At the same time, being that I play video games a lot, to the point that when I was playing Blue Dragon and Lost odyssey on the XBox 360 I had my beats playing in the background. The point that I made a playlist of when I’m in battles I had beats that sounded like music I’d be playing because I was tired of that J-Pop/Rock stuff, it’s so annoying after a while. And then I’d have music when I was just walking around exploring towns. One day I had a friend of mine over and he was like, ‘Yo, this game Lost Odyssey, is crazy! Damn I didn’t know the score was so Hip-Hop,’ And I just started laughing and was like, ‘Knucklehead, that’s my beats!’ He was like, ‘You should do that!’
I wish, like it’s not like that was an epiphany, I’m just waiting for the opportunity to present itself.
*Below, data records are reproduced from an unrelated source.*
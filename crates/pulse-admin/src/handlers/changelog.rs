//! `/app/changelog`: hosts the third-party changelog widget.

use axum::{
  Json,
  extract::State,
  response::{Html, IntoResponse, Response},
};
use pulse_core::{UserIdentity, refine::refine, store::SessionStore};

use super::{LoaderData, embedded, resolve_user};
use crate::{
  AppConfig, AppState,
  auth::AdminContext,
  error::Error,
  html::{Document, script_json},
  widget::{ChangelogWidget, DocumentHead, TARGET_CONTAINER_ID},
};

/// `GET /app/changelog.data`
pub async fn loader<S>(
  State(state): State<AppState<S>>,
  ctx: AdminContext,
) -> Result<Response, Error>
where
  S: SessionStore + Clone + Send + Sync + 'static,
{
  let user = resolve_user(&state, &ctx).await?;
  Ok(embedded(Json(LoaderData { user }).into_response(), &ctx.session.shop))
}

/// `GET /app/changelog`
pub async fn page<S>(
  State(state): State<AppState<S>>,
  ctx: AdminContext,
) -> Result<Response, Error>
where
  S: SessionStore + Clone + Send + Sync + 'static,
{
  let user = resolve_user(&state, &ctx).await?;
  let html = render(&state.config, user)?;
  Ok(embedded(Html(html).into_response(), &ctx.session.shop))
}

pub fn render(config: &AppConfig, user: UserIdentity) -> Result<String, Error> {
  // No bridge result exists yet at first render.
  let displayed = refine(&user, None);

  let mut head = DocumentHead::default();
  ChangelogWidget::new(&config.widget).show(&mut head, &displayed);

  let data_json = script_json(&LoaderData { user })?;
  let document = Document {
    title:     "Changelog",
    api_key:   &config.api_key,
    head:      &head,
    data_json: &data_json,
  };

  Ok(document.render(|w| {
    w.start("s-page", &[("heading", "Changelog")])
      .start("div", &[
        ("id", TARGET_CONTAINER_ID),
        ("style", "width: 100%; margin: 0; padding: 2rem; position: relative;"),
      ])
      .end("div")
      .end("s-page");
  }))
}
In a lot of ways I feel that this album could be a good platform for that. Even beyond that, the main goal for this album was to salute and pay homage as a fan of hip hop and Nintendo and whatever else comes out of it, subsequently, will be a blessing. Ironically the thing about Panacea, one of the quotes we got was that ‘Panacea is what happens when A Tribe Called Quest meets Final Fantasy,’ and I started laughing. Like, ‘Holy Shit!’, that’s like my two favorite things. I’m a big A Tribe Called Quest fan, anyone that’s ever seen me, I have the A Tribe Called Quest – ‘Midnight Marauders’ tattoo on my arm, and I’m a big Final Fantasy fan. To me that was the biggest compliment ever.